In questo modo, l’UE supporta anche la Guardia costiera tunisina, un attore le cui violazioni dei diritti umani contro le persone in movimento sono ben documentate. Negli ultimi anni, il numero di intercettazioni e di respingimenti da parte della Guardia costiera tunisina verso la Tunisia è aumentato enormemente. Solo nel primo trimestre del 2023, a 14.963 persone è stato impedito di lasciare la Tunisia via mare e sono state violentemente riportate indietro contro la loro volontà per conto dell’UE. Già nel dicembre 2022, più di cinquanta associazioni avevano denunciato la violenza della Guardia Costiera tunisina: “Aggressioni verso le persone con bastoni, spari di colpi in aria o in direzione del motore, attacchi con coltelli, manovre pericolose per tentare di affondare le imbarcazioni, richieste denaro in cambio del soccorso…”. Questi attacchi si sono intensificati negli ultimi mesi, prendendo di mira sia persone migranti tunisine che non tunisine. Inoltre, è stato recentemente documentato come la Guardia costiera tunisina sottragga i motori alle imbarcazioni che tentano di fuggire dal Paese, lasciando le persone a bordo alla deriva, provocandone la morte.

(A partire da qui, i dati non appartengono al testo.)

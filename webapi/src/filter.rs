//! `warp` routes for the resources documented in spec §6.

use crate::format::{self, ContentFormat};
use crate::messages::{
    Ack, ErrorMessage, PlayerStateMessage, PlaylistFetchQuery, PlaylistUpdateQuery, SeekQuery,
    SpeedQuery, SqlQuery,
};
use crate::{ApiConfig, Error};
use automation::Context;
use std::collections::HashMap;
use std::str::FromStr;
use std::sync::Arc;
use warp::http::StatusCode;
use warp::reply::Response;
use warp::{Filter, Rejection};

/// Builds the full set of control-surface routes over `ctx`.
pub fn routes(
    ctx: Arc<Context>,
    config: ApiConfig,
) -> impl Filter<Extract = (Response,), Error = Rejection> + Clone {
    override_enable(ctx.clone())
        .or(override_disable(ctx.clone()))
        .unify()
        .or(requirements_fetch(ctx.clone()))
        .unify()
        .or(requirements_update(ctx.clone(), config.clone()))
        .unify()
        .or(requirements_runonce(ctx.clone()))
        .unify()
        .or(playlist_fetch(ctx.clone()))
        .unify()
        .or(playlist_all(ctx.clone()))
        .unify()
        .or(playlist_update(ctx.clone()))
        .unify()
        .or(player_pause(ctx.clone()))
        .unify()
        .or(player_stop(ctx.clone()))
        .unify()
        .or(player_state(ctx.clone()))
        .unify()
        .or(player_speed(ctx.clone()))
        .unify()
        .or(player_seek(ctx.clone()))
        .unify()
        .or(sql(ctx, config))
        .unify()
}

fn with_ctx(
    ctx: Arc<Context>,
) -> impl Filter<Extract = (Arc<Context>,), Error = std::convert::Infallible> + Clone {
    warp::any().map(move || ctx.clone())
}

fn remote_user() -> impl Filter<Extract = (Option<String>,), Error = Rejection> + Clone {
    warp::header::optional::<String>("x-remote-user")
}

fn log_remote_user(resource: &'static str, remote_user: Option<&str>) {
    tracing::info!(resource, remote_user, "control-surface request");
}

fn parse_format(query: &HashMap<String, String>) -> Result<ContentFormat, Error> {
    query.get("format").map_or(Ok(ContentFormat::default()), |raw| {
        ContentFormat::from_str(raw).map_err(Error::InvalidRequest)
    })
}

fn respond<T: serde::Serialize + std::fmt::Debug>(
    format: ContentFormat,
    result: Result<T, Error>,
) -> Response {
    match result {
        Ok(value) => format::encode(format, &value),
        Err(err) => render_error(format, &err),
    }
}

fn render_error(format: ContentFormat, err: &Error) -> Response {
    let status = match err {
        Error::InvalidRequest(_) => StatusCode::BAD_REQUEST,
        Error::Constraint(_) => StatusCode::CONFLICT,
        Error::SqlDisabled => StatusCode::FORBIDDEN,
        Error::Context(_) => StatusCode::INTERNAL_SERVER_ERROR,
    };
    let body = ErrorMessage {
        message: err.to_string(),
    };
    let mut response = format::encode(format, &body);
    *response.status_mut() = status;
    response
}

fn override_enable(
    ctx: Arc<Context>,
) -> impl Filter<Extract = (Response,), Error = Rejection> + Clone {
    warp::path!("override" / "enable")
        .and(warp::post())
        .and(with_ctx(ctx))
        .and(warp::query::<HashMap<String, String>>())
        .and(remote_user())
        .map(|ctx: Arc<Context>, query: HashMap<String, String>, user: Option<String>| {
            log_remote_user("/override/enable", user.as_deref());
            let format = parse_format(&query).unwrap_or_default();
            ctx.set_manual_override(true);
            respond(format, Ok(Ack::default()))
        })
}

fn override_disable(
    ctx: Arc<Context>,
) -> impl Filter<Extract = (Response,), Error = Rejection> + Clone {
    warp::path!("override" / "disable")
        .and(warp::post())
        .and(with_ctx(ctx))
        .and(warp::query::<HashMap<String, String>>())
        .and(remote_user())
        .map(|ctx: Arc<Context>, query: HashMap<String, String>, user: Option<String>| {
            log_remote_user("/override/disable", user.as_deref());
            let format = parse_format(&query).unwrap_or_default();
            ctx.set_manual_override(false);
            ctx.restore_player_defaults();
            respond(format, Ok(Ack::default()))
        })
}

fn requirements_fetch(
    ctx: Arc<Context>,
) -> impl Filter<Extract = (Response,), Error = Rejection> + Clone {
    warp::path!("requirements" / "fetch")
        .and(warp::post())
        .and(with_ctx(ctx))
        .and(warp::query::<HashMap<String, String>>())
        .and(remote_user())
        .map(|ctx: Arc<Context>, query: HashMap<String, String>, user: Option<String>| {
            log_remote_user("/requirements/fetch", user.as_deref());
            let format = parse_format(&query).unwrap_or_default();
            respond(format, Ok(ctx.schedule()))
        })
}

fn requirements_update(
    ctx: Arc<Context>,
    config: ApiConfig,
) -> impl Filter<Extract = (Response,), Error = Rejection> + Clone {
    warp::path!("requirements" / "update")
        .and(warp::post())
        .and(with_ctx(ctx))
        .and(warp::query::<HashMap<String, String>>())
        .and(remote_user())
        .and(warp::body::bytes())
        .map(
            move |ctx: Arc<Context>,
                  query: HashMap<String, String>,
                  user: Option<String>,
                  body: bytes::Bytes| {
                log_remote_user("/requirements/update", user.as_deref());
                let format = parse_format(&query).unwrap_or_default();
                let result = (|| -> Result<Ack, Error> {
                    if !config.is_authorized(user.as_deref()) {
                        return Err(Error::InvalidRequest(
                            "requirements/update requires a super-user".into(),
                        ));
                    }
                    let schedule = format::decode(format, &body)
                        .map_err(Error::InvalidRequest)?;
                    ctx.replace_schedule(schedule)?;
                    Ok(Ack::default())
                })();
                respond(format, result)
            },
        )
}

fn requirements_runonce(
    ctx: Arc<Context>,
) -> impl Filter<Extract = (Response,), Error = Rejection> + Clone {
    warp::path!("requirements" / "runonce")
        .and(warp::post())
        .and(with_ctx(ctx))
        .and(warp::query::<HashMap<String, String>>())
        .and(remote_user())
        .and(warp::body::bytes())
        .map(
            |ctx: Arc<Context>,
             query: HashMap<String, String>,
             user: Option<String>,
             body: bytes::Bytes| {
                log_remote_user("/requirements/runonce", user.as_deref());
                let format = parse_format(&query).unwrap_or_default();
                let result = (|| -> Result<Ack, Error> {
                    let requirement = format::decode(format, &body).map_err(Error::InvalidRequest)?;
                    ctx.run_requirement_once(&requirement);
                    Ok(Ack::default())
                })();
                respond(format, result)
            },
        )
}

fn playlist_fetch(
    ctx: Arc<Context>,
) -> impl Filter<Extract = (Response,), Error = Rejection> + Clone {
    warp::path!("playlist" / "fetch")
        .and(warp::post())
        .and(with_ctx(ctx))
        .and(warp::query::<HashMap<String, String>>())
        .and(warp::query::<PlaylistFetchQuery>())
        .and(remote_user())
        .map(
            |ctx: Arc<Context>,
             raw_query: HashMap<String, String>,
             query: PlaylistFetchQuery,
             user: Option<String>| {
                log_remote_user("/playlist/fetch", user.as_deref());
                let format = parse_format(&raw_query).unwrap_or_default();
                let result = playlist_fetch_impl(&ctx, &query);
                respond(format, result)
            },
        )
}

fn playlist_fetch_impl(
    ctx: &Context,
    query: &PlaylistFetchQuery,
) -> Result<catalog::Playlist, Error> {
    let mut playlist = if let Some(name) = &query.new {
        let id = ctx.create_playlist(name, 1)?;
        catalog::Playlist {
            id,
            name: name.clone(),
            weight: 1,
            item_ids: Vec::new(),
        }
    } else if query.mainshow {
        ctx.mainshow_snapshot()
    } else if query.override_queue {
        ctx.override_snapshot()
    } else if query.bumperlist {
        ctx.bumperlist_snapshot()
    } else if query.fetchall {
        ctx.fetch_superlist(query.limit.unwrap_or(i64::MAX), query.offset.unwrap_or(0))?
    } else if let Some(id) = query.id {
        ctx.fetch_playlist_by_id(id)?
            .ok_or_else(|| Error::InvalidRequest(format!("no playlist with id {id}")))?
    } else {
        return Err(Error::InvalidRequest(
            "one of id|mainshow|override|bumperlist|new|fetchall is required".into(),
        ));
    };
    if let Some(pattern) = &query.filter {
        let view = catalog::PlaylistView::from_playlist(playlist.clone(), true);
        playlist = view
            .filter(ctx.store(), pattern)
            .map_err(|e| Error::InvalidRequest(e.to_string()))?;
    }
    if let Some(limit) = query.truncate {
        playlist.item_ids.truncate(limit);
    }
    if query.noitems {
        playlist.item_ids.clear();
    }
    Ok(playlist)
}

fn playlist_all(ctx: Arc<Context>) -> impl Filter<Extract = (Response,), Error = Rejection> + Clone {
    warp::path!("playlist" / "all")
        .and(warp::post())
        .and(with_ctx(ctx))
        .and(warp::query::<HashMap<String, String>>())
        .and(remote_user())
        .map(|ctx: Arc<Context>, query: HashMap<String, String>, user: Option<String>| {
            log_remote_user("/playlist/all", user.as_deref());
            let format = parse_format(&query).unwrap_or_default();
            let result = ctx.list_playlists().map_err(Error::from);
            respond(format, result)
        })
}

fn playlist_update(
    ctx: Arc<Context>,
) -> impl Filter<Extract = (Response,), Error = Rejection> + Clone {
    warp::path!("playlist" / "update")
        .and(warp::post())
        .and(with_ctx(ctx))
        .and(warp::query::<HashMap<String, String>>())
        .and(warp::query::<PlaylistUpdateQuery>())
        .and(remote_user())
        .and(warp::body::bytes())
        .map(
            |ctx: Arc<Context>,
             raw_query: HashMap<String, String>,
             query: PlaylistUpdateQuery,
             user: Option<String>,
             body: bytes::Bytes| {
                log_remote_user("/playlist/update", user.as_deref());
                let format = parse_format(&raw_query).unwrap_or_default();
                let result = (|| -> Result<Ack, Error> {
                    let request = format::decode(format, &body).map_err(Error::InvalidRequest)?;
                    ctx.update_stored_playlist(query.id, &request, query.overwrite)?;
                    Ok(Ack::default())
                })();
                respond(format, result)
            },
        )
}

fn player_pause(ctx: Arc<Context>) -> impl Filter<Extract = (Response,), Error = Rejection> + Clone {
    warp::path!("player" / "pause")
        .and(warp::post())
        .and(with_ctx(ctx))
        .and(warp::query::<HashMap<String, String>>())
        .and(remote_user())
        .map(|ctx: Arc<Context>, query: HashMap<String, String>, user: Option<String>| {
            log_remote_user("/player/pause", user.as_deref());
            let format = parse_format(&query).unwrap_or_default();
            if ctx.manual_override() {
                ctx.pause_player();
            } else {
                tracing::debug!("pause ignored: not in manual override");
            }
            respond(format, Ok(Ack::default()))
        })
}

fn player_stop(ctx: Arc<Context>) -> impl Filter<Extract = (Response,), Error = Rejection> + Clone {
    warp::path!("player" / "stop")
        .and(warp::post())
        .and(with_ctx(ctx))
        .and(warp::query::<HashMap<String, String>>())
        .and(remote_user())
        .map(|ctx: Arc<Context>, query: HashMap<String, String>, user: Option<String>| {
            log_remote_user("/player/stop", user.as_deref());
            let format = parse_format(&query).unwrap_or_default();
            ctx.stop_player();
            respond(format, Ok(Ack::default()))
        })
}

fn player_state(ctx: Arc<Context>) -> impl Filter<Extract = (Response,), Error = Rejection> + Clone {
    warp::path!("player" / "state")
        .and(warp::post())
        .and(with_ctx(ctx))
        .and(warp::query::<HashMap<String, String>>())
        .and(remote_user())
        .map(|ctx: Arc<Context>, query: HashMap<String, String>, user: Option<String>| {
            log_remote_user("/player/state", user.as_deref());
            let format = parse_format(&query).unwrap_or_default();
            let state: PlayerStateMessage = ctx.player_state().into();
            respond(format, Ok(state))
        })
}

fn player_speed(ctx: Arc<Context>) -> impl Filter<Extract = (Response,), Error = Rejection> + Clone {
    warp::path!("player" / "speed")
        .and(warp::post())
        .and(with_ctx(ctx))
        .and(warp::query::<HashMap<String, String>>())
        .and(warp::query::<SpeedQuery>())
        .and(remote_user())
        .map(
            |ctx: Arc<Context>, raw: HashMap<String, String>, query: SpeedQuery, user: Option<String>| {
                log_remote_user("/player/speed", user.as_deref());
                let format = parse_format(&raw).unwrap_or_default();
                ctx.set_player_speed(query.speed);
                respond(format, Ok(Ack::default()))
            },
        )
}

fn player_seek(ctx: Arc<Context>) -> impl Filter<Extract = (Response,), Error = Rejection> + Clone {
    warp::path!("player" / "seek")
        .and(warp::post())
        .and(with_ctx(ctx))
        .and(warp::query::<HashMap<String, String>>())
        .and(warp::query::<SeekQuery>())
        .and(remote_user())
        .map(
            |ctx: Arc<Context>, raw: HashMap<String, String>, query: SeekQuery, user: Option<String>| {
                log_remote_user("/player/seek", user.as_deref());
                let format = parse_format(&raw).unwrap_or_default();
                ctx.seek_player(query.time_pos);
                respond(format, Ok(Ack::default()))
            },
        )
}

fn sql(
    ctx: Arc<Context>,
    config: ApiConfig,
) -> impl Filter<Extract = (Response,), Error = Rejection> + Clone {
    warp::path!("sql")
        .and(warp::post())
        .and(with_ctx(ctx))
        .and(warp::query::<HashMap<String, String>>())
        .and(remote_user())
        .and(warp::body::bytes())
        .map(
            move |ctx: Arc<Context>,
                  query: HashMap<String, String>,
                  user: Option<String>,
                  body: bytes::Bytes| {
                log_remote_user("/sql", user.as_deref());
                let format = parse_format(&query).unwrap_or_default();
                let result = (|| -> Result<catalog::SqlResultSet, Error> {
                    if !config.expose_sql {
                        return Err(Error::SqlDisabled);
                    }
                    if !config.is_authorized(user.as_deref()) {
                        return Err(Error::InvalidRequest(
                            "/sql requires a super-user".into(),
                        ));
                    }
                    let SqlQuery { query: sql } =
                        format::decode(format, &body).map_err(Error::InvalidRequest)?;
                    Ok(ctx.query_raw(&sql)?)
                })();
                respond(format, result)
            },
        )
}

Le organizzazioni firmatarie ricordano che la Tunisia non è un Paese di origine sicuro per i cittadini tunisini. Inoltre, non può considerarsi un luogo sicuro di sbarco per le persone provenienti dall’Africa subsahariana, né per i cittadini tunisini e né per gli altri stranieri in fuga dal Paese. Chiediamo alle autorità dell’Unione Europea e ai suoi Stati membri di interrompere il supporto tecnico e finanziario nei confronti della Guardia costiera tunisina, nonché la cooperazione volta al controllo delle migrazioni dalla Tunisia, garantendo canali di movimento sicuri per tutte e tutti”.

La Tunisia che si ispira ancora ai valori della “rivoluzione dei gelsomini” non si arrende e sfida l’autocrate razzista sostenuto dall’Europa pavida e dall’Italia collusa.